Luistro also stressed that Recto’s record as a legislator and economic policymaker should be judged in full, rather than through a social media card built around three accusations.
“ES Recto has spent decades working on budgets, revenues and reforms. You may agree or disagree with his positions, but reducing that record to a meme is intellectually lazy and unfair to the public,” Luistro said.
Zamora said Leachon’s post ignored the real policy debate on how government should fund health care while shielding ordinary Filipinos from heavier burdens.
“The responsible position is to design a system where those with greater capacity contribute more and those with less in life receive stronger support. That is the real conversation, and that is far more useful than asking for resignations every time a policy issue becomes difficult,” Zamora said.

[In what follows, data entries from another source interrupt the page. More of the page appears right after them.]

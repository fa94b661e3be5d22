//! Run Record Persistence
//!
//! Persists a per-run record after every task transition, enabling resume
//! after interruption. The record carries the task statuses and the XCom
//! snapshot so resumed tasks can still pull values published before the
//! interruption.
//!
//! Records are saved to `{state_dir}/{workflow}_{run_id}.state` as JSON.
//! The state directory is `.modelflow/` in the working directory, or the
//! `MODELFLOW_STATE_DIR` environment variable when set.

use std::collections::HashMap;
use std::fs;
use std::path::{Path, PathBuf};
use std::time::SystemTime;

use log::info;
use once_cell::sync::Lazy;
use serde::{Deserialize, Serialize};
use serde_json::Value;
use thiserror::Error;

use super::planner::TaskStatus;

/// Default state directory, resolved once per process.
pub static STATE_DIR: Lazy<PathBuf> = Lazy::new(|| {
    if let Ok(dir) = std::env::var("MODELFLOW_STATE_DIR") {
        return PathBuf::from(dir);
    }
    PathBuf::from(".modelflow")
});

/// Errors raised while reading or writing run records.
#[derive(Debug, Error)]
pub enum StateError {
    #[error("state io error: {0}")]
    Io(#[from] std::io::Error),

    #[error("state decode error: {0}")]
    Decode(#[from] serde_json::Error),
}

/// Persistent record of a single workflow run.
#[derive(Serialize, Deserialize, Clone, Debug)]
pub struct RunState {
    /// Name of the workflow this run belongs to
    pub workflow: String,

    /// Logical run id (schedule date or manual id)
    pub run_id: String,

    /// Status of every task that has reached a state worth recording
    pub task_states: HashMap<String, TaskStatus>,

    /// Snapshot of the run's key-value handoff
    pub xcoms: HashMap<String, HashMap<String, Value>>,

    /// Last time the record was updated
    pub timestamp: SystemTime,
}

impl RunState {
    /// Creates a fresh record for a run.
    pub fn new(workflow: &str, run_id: &str) -> Self {
        Self {
            workflow: workflow.to_string(),
            run_id: run_id.to_string(),
            task_states: HashMap::new(),
            xcoms: HashMap::new(),
            timestamp: SystemTime::now(),
        }
    }

    /// Records a task status transition.
    pub fn set_task_status(&mut self, task_id: &str, status: TaskStatus) {
        self.task_states.insert(task_id.to_string(), status);
        self.timestamp = SystemTime::now();
    }

    /// Replaces the stored XCom snapshot.
    pub fn set_xcoms(&mut self, xcoms: HashMap<String, HashMap<String, Value>>) {
        self.xcoms = xcoms;
        self.timestamp = SystemTime::now();
    }

    /// Returns true if this record contains prior progress.
    pub fn is_resume(&self) -> bool {
        self.task_states
            .values()
            .any(|s| *s == TaskStatus::Succeeded)
    }

    /// Saves the record under the given state directory.
    pub fn save(&self, state_dir: &Path) -> Result<(), StateError> {
        fs::create_dir_all(state_dir)?;

        let path = Self::record_path(state_dir, &self.workflow, &self.run_id);
        let json = serde_json::to_string_pretty(self)?;
        fs::write(&path, json)?;

        Ok(())
    }

    /// Loads a record for the given workflow and run.
    pub fn load(state_dir: &Path, workflow: &str, run_id: &str) -> Result<Self, StateError> {
        let path = Self::record_path(state_dir, workflow, run_id);

        let content = fs::read_to_string(&path)?;
        let state: RunState = serde_json::from_str(&content)?;

        info!("Loaded run record from {}", path.display());
        Ok(state)
    }

    /// Deletes the record, if present.
    pub fn delete(&self, state_dir: &Path) -> Result<(), StateError> {
        let path = Self::record_path(state_dir, &self.workflow, &self.run_id);
        if path.exists() {
            fs::remove_file(&path)?;
            info!("Deleted run record: {}", path.display());
        }
        Ok(())
    }

    fn record_path(state_dir: &Path, workflow: &str, run_id: &str) -> PathBuf {
        state_dir.join(format!("{}_{}.state", workflow, run_id))
    }
}

#[cfg(test)]
mod tests {
    use super::*;
    use tempfile::tempdir;

    #[test]
    fn test_state_creation() {
        let state = RunState::new("model_selection", "2023-01-01");
        assert_eq!(state.workflow, "model_selection");
        assert_eq!(state.run_id, "2023-01-01");
        assert!(state.task_states.is_empty());
        assert!(!state.is_resume());
    }

    #[test]
    fn test_set_task_status() {
        let mut state = RunState::new("w", "r");
        state.set_task_status("a", TaskStatus::Succeeded);
        state.set_task_status("b", TaskStatus::Failed("boom".to_string()));

        assert_eq!(state.task_states.get("a"), Some(&TaskStatus::Succeeded));
        assert!(state.is_resume());
    }

    #[test]
    fn test_failed_only_is_not_resume() {
        let mut state = RunState::new("w", "r");
        state.set_task_status("a", TaskStatus::Failed("boom".to_string()));
        assert!(!state.is_resume());
    }

    #[test]
    fn test_save_and_load_roundtrip() {
        let dir = tempdir().unwrap();

        let mut state = RunState::new("w", "2023-01-02");
        state.set_task_status("a", TaskStatus::Succeeded);
        state.set_task_status("b", TaskStatus::Skipped);

        let mut xcoms = HashMap::new();
        let mut values = HashMap::new();
        values.insert("best_model".to_string(), Value::String("A".to_string()));
        xcoms.insert("choose_best_model".to_string(), values);
        state.set_xcoms(xcoms);

        state.save(dir.path()).unwrap();

        let loaded = RunState::load(dir.path(), "w", "2023-01-02").unwrap();
        assert_eq!(loaded.task_states.len(), 2);
        assert_eq!(loaded.task_states.get("b"), Some(&TaskStatus::Skipped));
        assert_eq!(
            loaded.xcoms["choose_best_model"]["best_model"],
            Value::String("A".to_string())
        );
    }

    #[test]
    fn test_load_nonexistent() {
        let dir = tempdir().unwrap();
        assert!(RunState::load(dir.path(), "w", "nope").is_err());
    }

    #[test]
    fn test_save_creates_state_dir() {
        let dir = tempdir().unwrap();
        let nested = dir.path().join("nested");

        let state = RunState::new("w", "r");
        state.save(&nested).unwrap();

        assert!(nested.join("w_r.state").exists());
    }

    #[test]
    fn test_delete() {
        let dir = tempdir().unwrap();
        let state = RunState::new("w", "r");
        state.save(dir.path()).unwrap();
        assert!(dir.path().join("w_r.state").exists());

        state.delete(dir.path()).unwrap();
        assert!(!dir.path().join("w_r.state").exists());

        // Deleting again is not an error
        assert!(state.delete(dir.path()).is_ok());
    }

    #[test]
    fn test_status_serialization_failed_message() {
        let mut state = RunState::new("w", "r");
        state.set_task_status("a", TaskStatus::Failed("score missing".to_string()));

        let json = serde_json::to_string(&state).unwrap();
        let loaded: RunState = serde_json::from_str(&json).unwrap();

        match loaded.task_states.get("a") {
            Some(TaskStatus::Failed(msg)) => assert_eq!(msg, "score missing"),
            other => panic!("unexpected status: {:?}", other),
        }
    }
}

“Public health advocacy should help people understand the choices before government. It should not scare them with half-context claims that make anger easier than understanding,” Zamora added.
Zamora said critics are free to question fiscal policy but must be careful when turning disagreement into personal attacks against public officials.
“We can debate PhilHealth funding, fuel taxes and VAT with seriousness. But if the goal is to help struggling Filipino families, then the answer should be better policy, clearer targeting and stronger subsidies, not another round of online attacks,” Zamora said.
Garin, who previously served as Health Secretary, said Leachon should know that health financing cannot be treated as a one-line slogan because the health system depends on contributions, subsidies, reimbursements, benefit packages and long-term sustainability.
“Doktor siya, so dapat alam niya na hindi lahat ng sakit nadadaan sa sigaw. Ganoon din sa gobyerno. Hindi lahat ng problema sa health financing nadadaan sa resignation demand,” Garin said.
“If he really wants to help, then he should join the serious discussion: paano palalakasin ang PhilHealth benefits, paano babawasan ang gastos ng pasyente at paano titiyakin na ang may kaya ang mas malaking ambag habang ang mahirap ang mas malaking proteksyon,” Garin added.